We were going to watch the other 622 in the bedroom. Guess which one he had deactivated? The CSR I spoke with that time got the bedroom 622 going again and after explaining to him what transpired he apologized profusely and said if the first guy knew what to do the new 622 would have activated. We spent about 30 minutes but he couldn't get it to activate following the script. He then went off-script, did some tricks, mumbled some secret incantations while shaking chicken bones in a voodoo sack, threw salt over his left shoulder with his eyes crossed, I don't know but it activated anyway.

CSR roulette, don't you love it?


----------



## grog (Jul 3, 2007)

With the problems I was having with the referb unit I asked for a NEW unit.
Really felt they should update me to a VIP722 since it was a HDMI issue and they screwed up with sending me a bad unit.

The Dish CSR said she could not get me a VIP722 but she would not send another referb unit. 

She said I would get a NEW VIP622 in a few days.

Guess what Dish sent me?

Not one but two VIP622's and they are both referb's. 

Sent email to '[email protected]'

I will wait for the ceo department to respond.

I really don't know what to do about this problem now.
As it stands I can not use the first VIP622 replacement and I don't want to hook up the second or third replacements until I hear something.
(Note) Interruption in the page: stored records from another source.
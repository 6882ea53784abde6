//! Address translation for structural edits
//!
//! Every structural edit (row/column insert and delete, region move) adjusts
//! addresses by the same rule: positions entirely before the edit point are
//! unchanged, positions at/after it shift by the edit's delta, and positions
//! inside a deleted span are gone. Formula rewriting, cell relocation,
//! conditional-format rules, protection regions, and comments all go through
//! this one module so they cannot drift apart.

use super::address::{CellAddress, CellRange};
use crate::{MAX_COLS, MAX_ROWS};

/// A structural edit, described by its effect on addresses
#[derive(Debug, Clone, Copy, PartialEq, Eq)]
pub enum ShiftOp {
    /// Insert `count` rows before row `at`
    InsertRows { at: u32, count: u32 },
    /// Delete `count` rows starting at row `at`
    DeleteRows { at: u32, count: u32 },
    /// Insert `count` columns before column `at`
    InsertCols { at: u16, count: u16 },
    /// Delete `count` columns starting at column `at`
    DeleteCols { at: u16, count: u16 },
    /// Move the cells of `from` by the given delta (drag-move semantics)
    MoveRegion {
        from: CellRange,
        d_row: i64,
        d_col: i64,
    },
}

impl ShiftOp {
    /// The inverse edit, used by undo. Deletes have no structural inverse on
    /// their own (deleted content must be restored separately).
    pub fn inverse(&self) -> ShiftOp {
        match *self {
            ShiftOp::InsertRows { at, count } => ShiftOp::DeleteRows { at, count },
            ShiftOp::DeleteRows { at, count } => ShiftOp::InsertRows { at, count },
            ShiftOp::InsertCols { at, count } => ShiftOp::DeleteCols { at, count },
            ShiftOp::DeleteCols { at, count } => ShiftOp::InsertCols { at, count },
            ShiftOp::MoveRegion { from, d_row, d_col } => {
                let moved = CellRange::from_indices(
                    (from.start.row as i64 + d_row) as u32,
                    (from.start.col as i64 + d_col) as u16,
                    (from.end.row as i64 + d_row) as u32,
                    (from.end.col as i64 + d_col) as u16,
                );
                ShiftOp::MoveRegion {
                    from: moved,
                    d_row: -d_row,
                    d_col: -d_col,
                }
            }
        }
    }
}

/// Result of translating an address or range through a [`ShiftOp`]
#[derive(Debug, Clone, Copy, PartialEq, Eq)]
pub enum Translation<T> {
    /// The edit does not affect this position
    Unchanged,
    /// The position moved
    Shifted(T),
    /// The position was removed by the edit (produces `#REF!` downstream)
    Deleted,
}

impl<T> Translation<T> {
    /// The translated value, or the original when unchanged; `None` if deleted.
    pub fn resolve(self, original: T) -> Option<T> {
        match self {
            Translation::Unchanged => Some(original),
            Translation::Shifted(v) => Some(v),
            Translation::Deleted => None,
        }
    }
}

/// Translate a bare (row, col) position through an edit
pub fn translate_position(row: u32, col: u16, op: &ShiftOp) -> Translation<(u32, u16)> {
    match *op {
        ShiftOp::InsertRows { at, count } => {
            if row < at {
                Translation::Unchanged
            } else if row as u64 + count as u64 >= MAX_ROWS as u64 {
                // Pushed off the end of the sheet
                Translation::Deleted
            } else {
                Translation::Shifted((row + count, col))
            }
        }
        ShiftOp::DeleteRows { at, count } => {
            if row < at {
                Translation::Unchanged
            } else if row < at + count {
                Translation::Deleted
            } else {
                Translation::Shifted((row - count, col))
            }
        }
        ShiftOp::InsertCols { at, count } => {
            if col < at {
                Translation::Unchanged
            } else if col as u32 + count as u32 >= MAX_COLS as u32 {
                Translation::Deleted
            } else {
                Translation::Shifted((row, col + count))
            }
        }
        ShiftOp::DeleteCols { at, count } => {
            if col < at {
                Translation::Unchanged
            } else if col < at + count {
                Translation::Deleted
            } else {
                Translation::Shifted((row, col - count))
            }
        }
        ShiftOp::MoveRegion { from, d_row, d_col } => {
            if !from.contains_position(row, col) {
                return Translation::Unchanged;
            }
            let new_row = row as i64 + d_row;
            let new_col = col as i64 + d_col;
            if new_row < 0
                || new_row >= MAX_ROWS as i64
                || new_col < 0
                || new_col >= MAX_COLS as i64
            {
                Translation::Deleted
            } else {
                Translation::Shifted((new_row as u32, new_col as u16))
            }
        }
    }
}

/// Translate a cell address, preserving absolute/relative markers
pub fn translate_address(addr: &CellAddress, op: &ShiftOp) -> Translation<CellAddress> {
    match translate_position(addr.row, addr.col, op) {
        Translation::Unchanged => Translation::Unchanged,
        Translation::Deleted => Translation::Deleted,
        Translation::Shifted((row, col)) => Translation::Shifted(CellAddress::with_absolute(
            row,
            col,
            addr.row_absolute,
            addr.col_absolute,
        )),
    }
}

/// Translate a range through an edit.
///
/// Inserts inside a range grow it; deletes inside it shrink it; a range
/// entirely within a deleted span is `Deleted`. A region move carries a range
/// along only when the moved block covers it entirely — a partially covered
/// range stays put.
pub fn translate_range(range: &CellRange, op: &ShiftOp) -> Translation<CellRange> {
    match *op {
        ShiftOp::InsertRows { at, count } => {
            if range.end.row < at {
                return Translation::Unchanged;
            }
            let start_row = if range.start.row >= at {
                range.start.row.saturating_add(count)
            } else {
                range.start.row
            };
            let end_row = range.end.row.saturating_add(count);
            if start_row >= MAX_ROWS || end_row >= MAX_ROWS {
                return Translation::Deleted;
            }
            Translation::Shifted(remade(range, start_row, range.start.col, end_row, range.end.col))
        }
        ShiftOp::DeleteRows { at, count } => {
            let span_end = at + count; // exclusive
            if range.end.row < at {
                return Translation::Unchanged;
            }
            if range.start.row >= at && range.end.row < span_end {
                return Translation::Deleted;
            }
            let start_row = if range.start.row < at {
                range.start.row
            } else if range.start.row >= span_end {
                range.start.row - count
            } else {
                at
            };
            let end_row = if range.end.row >= span_end {
                range.end.row - count
            } else {
                // end inside the span; last surviving row is just before it
                at - 1
            };
            Translation::Shifted(remade(range, start_row, range.start.col, end_row, range.end.col))
        }
        ShiftOp::InsertCols { at, count } => {
            if range.end.col < at {
                return Translation::Unchanged;
            }
            let start_col = if range.start.col >= at {
                range.start.col.saturating_add(count)
            } else {
                range.start.col
            };
            let end_col = range.end.col.saturating_add(count);
            if start_col >= MAX_COLS || end_col >= MAX_COLS {
                return Translation::Deleted;
            }
            Translation::Shifted(remade(range, range.start.row, start_col, range.end.row, end_col))
        }
        ShiftOp::DeleteCols { at, count } => {
            let span_end = at + count;
            if range.end.col < at {
                return Translation::Unchanged;
            }
            if range.start.col >= at && range.end.col < span_end {
                return Translation::Deleted;
            }
            let start_col = if range.start.col < at {
                range.start.col
            } else if range.start.col >= span_end {
                range.start.col - count
            } else {
                at
            };
            let end_col = if range.end.col >= span_end {
                range.end.col - count
            } else {
                at - 1
            };
            Translation::Shifted(remade(range, range.start.row, start_col, range.end.row, end_col))
        }
        ShiftOp::MoveRegion { from, .. } => {
            if !from.contains_range(range) {
                return Translation::Unchanged;
            }
            match (
                translate_address(&range.start, op),
                translate_address(&range.end, op),
            ) {
                (Translation::Shifted(start), Translation::Shifted(end)) => {
                    Translation::Shifted(CellRange::new(start, end))
                }
                _ => Translation::Deleted,
            }
        }
    }
}

fn remade(range: &CellRange, start_row: u32, start_col: u16, end_row: u32, end_col: u16) -> CellRange {
    CellRange::new(
        CellAddress::with_absolute(
            start_row,
            start_col,
            range.start.row_absolute,
            range.start.col_absolute,
        ),
        CellAddress::with_absolute(
            end_row,
            end_col,
            range.end.row_absolute,
            range.end.col_absolute,
        ),
    )
}

#[cfg(test)]
mod tests {
    use super::*;
    use pretty_assertions::assert_eq;

    fn addr(s: &str) -> CellAddress {
        CellAddress::parse(s).unwrap()
    }

    fn range(s: &str) -> CellRange {
        CellRange::parse(s).unwrap()
    }

    #[test]
    fn test_insert_rows_shifts_at_and_after() {
        let op = ShiftOp::InsertRows { at: 2, count: 3 };

        assert_eq!(translate_address(&addr("A1"), &op), Translation::Unchanged);
        assert_eq!(translate_address(&addr("A2"), &op), Translation::Unchanged);
        assert_eq!(
            translate_address(&addr("A3"), &op),
            Translation::Shifted(addr("A6"))
        );
        assert_eq!(
            translate_address(&addr("B10"), &op),
            Translation::Shifted(addr("B13"))
        );
    }

    #[test]
    fn test_delete_rows_removes_span() {
        let op = ShiftOp::DeleteRows { at: 2, count: 2 };

        assert_eq!(translate_address(&addr("A2"), &op), Translation::Unchanged);
        assert_eq!(translate_address(&addr("A3"), &op), Translation::Deleted);
        assert_eq!(translate_address(&addr("A4"), &op), Translation::Deleted);
        assert_eq!(
            translate_address(&addr("A5"), &op),
            Translation::Shifted(addr("A3"))
        );
    }

    #[test]
    fn test_absolute_markers_preserved() {
        let op = ShiftOp::InsertRows { at: 0, count: 1 };
        let moved = match translate_address(&addr("$B$2"), &op) {
            Translation::Shifted(a) => a,
            other => panic!("expected shift, got {:?}", other),
        };
        assert_eq!(moved.to_string(), "$B$3");
    }

    #[test]
    fn test_insert_then_delete_round_trips() {
        // Inserting N rows above a reference then deleting the same N rows
        // must restore the original address exactly.
        for original in ["A1", "C7", "$D$12", "B$3"] {
            let a = addr(original);
            let insert = ShiftOp::InsertRows { at: 0, count: 4 };
            let shifted = match translate_address(&a, &insert) {
                Translation::Shifted(s) => s,
                _ => panic!("insert above should shift {}", original),
            };
            let delete = ShiftOp::DeleteRows { at: 0, count: 4 };
            let back = match translate_address(&shifted, &delete) {
                Translation::Shifted(s) => s,
                _ => panic!("delete should shift back {}", original),
            };
            assert_eq!(back.to_a1_string(), original);
        }
    }

    #[test]
    fn test_insert_cols_and_delete_cols() {
        let op = ShiftOp::InsertCols { at: 1, count: 2 };
        assert_eq!(translate_address(&addr("A5"), &op), Translation::Unchanged);
        assert_eq!(
            translate_address(&addr("B5"), &op),
            Translation::Shifted(addr("D5"))
        );

        let op = ShiftOp::DeleteCols { at: 1, count: 1 };
        assert_eq!(translate_address(&addr("B5"), &op), Translation::Deleted);
        assert_eq!(
            translate_address(&addr("C5"), &op),
            Translation::Shifted(addr("B5"))
        );
    }

    #[test]
    fn test_range_grows_on_internal_insert() {
        let op = ShiftOp::InsertRows { at: 2, count: 2 };
        assert_eq!(
            translate_range(&range("A1:A5"), &op),
            Translation::Shifted(range("A1:A7"))
        );
        // Entirely before: untouched
        assert_eq!(translate_range(&range("A1:B2"), &op), Translation::Unchanged);
        // Entirely after: shifted whole
        assert_eq!(
            translate_range(&range("A4:A6"), &op),
            Translation::Shifted(range("A6:A8"))
        );
    }

    #[test]
    fn test_range_shrinks_on_internal_delete() {
        let op = ShiftOp::DeleteRows { at: 1, count: 2 };
        // A1:A5 loses rows 2-3
        assert_eq!(
            translate_range(&range("A1:A5"), &op),
            Translation::Shifted(range("A1:A3"))
        );
        // Entirely inside the deleted span
        assert_eq!(translate_range(&range("A2:B3"), &op), Translation::Deleted);
        // Head chopped off
        assert_eq!(
            translate_range(&range("A2:A6"), &op),
            Translation::Shifted(range("A2:A4"))
        );
        // Tail chopped off
        assert_eq!(
            translate_range(&range("A1:A3"), &op),
            Translation::Shifted(range("A1:A1"))
        );
    }

    #[test]
    fn test_move_region_carries_contained_cells() {
        let op = ShiftOp::MoveRegion {
            from: range("A1:B2"),
            d_row: 2,
            d_col: 0,
        };

        assert_eq!(
            translate_address(&addr("A1"), &op),
            Translation::Shifted(addr("A3"))
        );
        assert_eq!(translate_address(&addr("C1"), &op), Translation::Unchanged);

        // A fully contained range moves; a partially covered one stays
        assert_eq!(
            translate_range(&range("A1:B1"), &op),
            Translation::Shifted(range("A3:B3"))
        );
        assert_eq!(translate_range(&range("A1:C2"), &op), Translation::Unchanged);
    }

    #[test]
    fn test_move_region_inverse() {
        let op = ShiftOp::MoveRegion {
            from: range("A1:B2"),
            d_row: 2,
            d_col: 1,
        };
        let inv = op.inverse();
        assert_eq!(
            inv,
            ShiftOp::MoveRegion {
                from: range("B3:C4"),
                d_row: -2,
                d_col: -1,
            }
        );
    }

    #[test]
    fn test_insert_past_sheet_end_deletes() {
        let op = ShiftOp::InsertRows {
            at: 0,
            count: MAX_ROWS,
        };
        assert_eq!(translate_address(&addr("A1"), &op), Translation::Deleted);
    }
}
So no TV for me.


----------



## village idiot (Dec 24, 2008)

I'm a new customer, signed up a few weeks ago. The first 612 receiver they gave me had a similar problem. It would work fine for about 5 minutes then pop up the 005 message for 10-30 seconds, then it went away for another 5 minutes or so... After several days of them "activating" my card and then saying it will be fixed in a few minutes (each time the message would go away they'd say "see, it's fixed!"), I finally got them to send a replacement which at least fixed that problem.


----------